Devdas (1955)

4.5

 インド国際映画祭の作品が上映されているオデオンで、6:30からヒンディー語映画「Devdas」を観た。とは言っても、今年の7月にリリースされたシャールク・カーン、マードゥリー・ディークシト、アイシュワリヤー・ラーイ主演の「Devdas」(2002年)ではない。1955年製作、ディリープ・クマール主演の「Devdas」の方だ。今回の映画祭ではやたらと「Devdas」がクローズアップされており、各時代、各言語の「Devdas」が上映されている。
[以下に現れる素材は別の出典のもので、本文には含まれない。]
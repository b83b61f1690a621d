use anyhow::{Context, Result};
use serde::de::DeserializeOwned;
use serde::Serialize;
use std::path::Path;
use std::{fs, thread, time::Duration};
use walkdir::WalkDir;

/// Filesystem helpers shared by the workspace, cache and settings code.
pub struct IOUtil;

impl IOUtil {
    /// Recursively delete a directory with retry logic.
    ///
    /// If the initial removal fails (e.g. due to a process still writing into
    /// the tree), the function retries up to 3 times with a growing delay.
    pub fn delete_directory(path: &Path) -> Result<()> {
        let meta = match fs::symlink_metadata(path) {
            Ok(m) => m,
            Err(_) => return Ok(()),
        };

        if meta.file_type().is_symlink() {
            fs::remove_file(path)
                .with_context(|| format!("Failed to remove symlink '{}'", path.display()))?;
            return Ok(());
        }

        let max_retries = 3;
        let mut attempt = 0;
        loop {
            if let Err(e) = Self::make_writable_recursive(path) {
                tracing::debug!(
                    "Failed to reset permissions (attempt {}): {}",
                    attempt + 1,
                    e
                );
            }

            match fs::remove_dir_all(path) {
                Ok(()) => return Ok(()),
                Err(e) if attempt + 1 < max_retries => {
                    tracing::debug!("Delete of '{}' failed, retrying: {}", path.display(), e);
                    attempt += 1;
                    thread::sleep(Duration::from_millis(100 * attempt as u64));
                }
                Err(e) => {
                    return Err(e).with_context(|| {
                        format!(
                            "Failed to delete directory '{}' after {} retries",
                            path.display(),
                            max_retries
                        )
                    })
                }
            }
        }
    }

    /// Create `path` and all its parents if missing.
    pub fn ensure_directory(path: &Path) -> Result<()> {
        fs::create_dir_all(path)
            .with_context(|| format!("Failed to create directory '{}'", path.display()))
    }

    /// Copy the tree under `source` into `destination`.
    ///
    /// Top-level entries named in `exclude` are skipped. Symlinks are recreated
    /// as symlinks rather than followed.
    pub fn copy_directory(source: &Path, destination: &Path, exclude: &[&str]) -> Result<u64> {
        Self::ensure_directory(destination)?;
        let mut copied = 0u64;

        let walker = WalkDir::new(source)
            .min_depth(1)
            .follow_links(false)
            .into_iter()
            .filter_entry(|entry| {
                !(entry.depth() == 1
                    && entry
                        .file_name()
                        .to_str()
                        .map(|name| exclude.contains(&name))
                        .unwrap_or(false))
            });

        for entry in walker {
            let entry = entry
                .with_context(|| format!("Failed to walk '{}'", source.display()))?;
            let relative = entry.path().strip_prefix(source)?;
            let target = destination.join(relative);
            let file_type = entry.file_type();

            if file_type.is_dir() {
                Self::ensure_directory(&target)?;
            } else if file_type.is_symlink() {
                let link = fs::read_link(entry.path())?;
                Self::create_symlink(&link, &target)?;
            } else {
                fs::copy(entry.path(), &target).with_context(|| {
                    format!(
                        "Failed to copy '{}' to '{}'",
                        entry.path().display(),
                        target.display()
                    )
                })?;
                copied += 1;
            }
        }

        Ok(copied)
    }

    /// Serialize a value as JSON and write it to a file.
    pub fn save_object<T: Serialize>(path: &Path, value: &T) -> Result<()> {
        let json = serde_json::to_string_pretty(value)?;
        if let Some(parent) = path.parent() {
            fs::create_dir_all(parent)?;
        }
        fs::write(path, json.as_bytes())
            .with_context(|| format!("Failed to write object to '{}'", path.display()))?;
        Ok(())
    }

    /// Read a file and deserialize it from JSON.
    pub fn load_object<T: DeserializeOwned>(path: &Path) -> Result<T> {
        let json = fs::read_to_string(path)
            .with_context(|| format!("Failed to read file '{}'", path.display()))?;
        let value = serde_json::from_str(&json)
            .with_context(|| format!("Failed to deserialize JSON from '{}'", path.display()))?;
        Ok(value)
    }

    /// Replace characters that are awkward in file names with `_`.
    pub fn sanitize_file_name(file_name: &str) -> String {
        let invalid: &[char] = &['<', '>', ':', '"', '/', '\\', '|', '?', '*', ' '];
        let result: String = file_name
            .chars()
            .map(|ch| {
                if invalid.contains(&ch) || ch.is_control() {
                    '_'
                } else {
                    ch
                }
            })
            .collect();
        if result.is_empty() {
            "_".to_string()
        } else {
            result
        }
    }

    #[cfg(unix)]
    fn create_symlink(link: &Path, target: &Path) -> Result<()> {
        std::os::unix::fs::symlink(link, target)
            .with_context(|| format!("Failed to create symlink '{}'", target.display()))
    }

    #[cfg(not(unix))]
    fn create_symlink(link: &Path, target: &Path) -> Result<()> {
        fs::copy(link, target)
            .map(|_| ())
            .with_context(|| format!("Failed to copy '{}'", link.display()))
    }

    fn make_writable_recursive(path: &Path) -> Result<()> {
        for entry in WalkDir::new(path).follow_links(false) {
            let entry = entry?;
            if entry.file_type().is_symlink() {
                continue;
            }
            let mut perms = entry.metadata()?.permissions();
            if perms.readonly() {
                #[allow(clippy::permissions_set_readonly_false)]
                perms.set_readonly(false);
                fs::set_permissions(entry.path(), perms)?;
            }
        }
        Ok(())
    }
}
しかし、その中でも最高傑作の誉れが高いのが、このディリープ・クマール主演の「Devdas」なのだ。それをスクリーンで見るチャンスに恵まれたのも、全て映画祭のおかげである。やはり映画はスクリーンで観なければ意味がない。ストーリーは2002年版とほとんど同じなので、そちらを参照していただきたい。

 なんと50年前の白黒映画のリバイバル上映にも関わらず、場内はほぼ満席状態。青春時代の思い出にひたるつもりっぽいお年寄りから、クラシック映画を愛するインド人、果てはどこから聞きつけたのか旅行者っぽい外国人の姿もチラホラと見受けられた。盛り上がりも上々。有名な俳優が登場すると場内から拍手が沸き起こった。

 この1955年版「Devdas」を見ると、2002年版「Devdas」がいかに原作を現代風にアレンジしているかが明らかになる。2002年版はロンドン留学からデーヴダースが田舎に帰ってくるところから始まるが、1955年版は原作に忠実に、デーヴダースとパールヴァティーの少年時代の描写から始まる。デーヴダースの留学先もロンドンなどではなく、原作通りカルカッタである。まるで小説を忠実になぞっていくような映像化の仕方で、ちょうど原作を翻訳中の僕にとって、ひとつひとつのシーンが心の奥まで染み入った。特にデーヴダースたちの少年時代の映像は、ずっと涙ぐみながら見ていた。まるで自分の子供の頃のビデオを見ているかのように感じた。

 シャールク・カーンが演じるデーヴダースから「Devdas」の世界に入ってしまったので、最初ディリープ・クマールの演じるデーヴダースに違和感を感じた。パールヴァティーもアイシュワリヤー・ラーイのイメージが強かったし、チャンドラムキーもマードゥリー・ディークシトのイメージで固定されていた。ディリープ・クマールの演技は割と抑え気味で、けっこうモゴモゴ口調なので、彼がそれほど素晴らしいとは思わなかったし、デーヴダースを演じるには老けた顔をしすぎていると思った。だが、最後の方では許せるようになっていた。要は慣れだろう。

 最後、パールヴァティーは瀕死のデーヴダースに駆け寄るシーンがある。2002年版では門が閉じられてしまい、パールヴァティーはデーヴダースに触れることができずに終わる。このエンディングはすこぶる評判が悪い。1955年版はどうかと思い、固唾を呑んで最後のシーンを見守っていたが、やはり門が閉まってしまい、パールヴァティーはデーヴダースを見ることも適わなかった。僕は「Devdas」は素晴らしい小説だと思っているが、最後だけが気に入らない。作者には、せめて指先だけでも、パールヴァティーが、死ぬ直前のデーヴダースに触ることができるようにしてもらいたかった。なぜわざわざこんな悲しいラストにするのだろうか?ちょっと変えれば悲しいけどもハッピーエンドにできるのに・・・。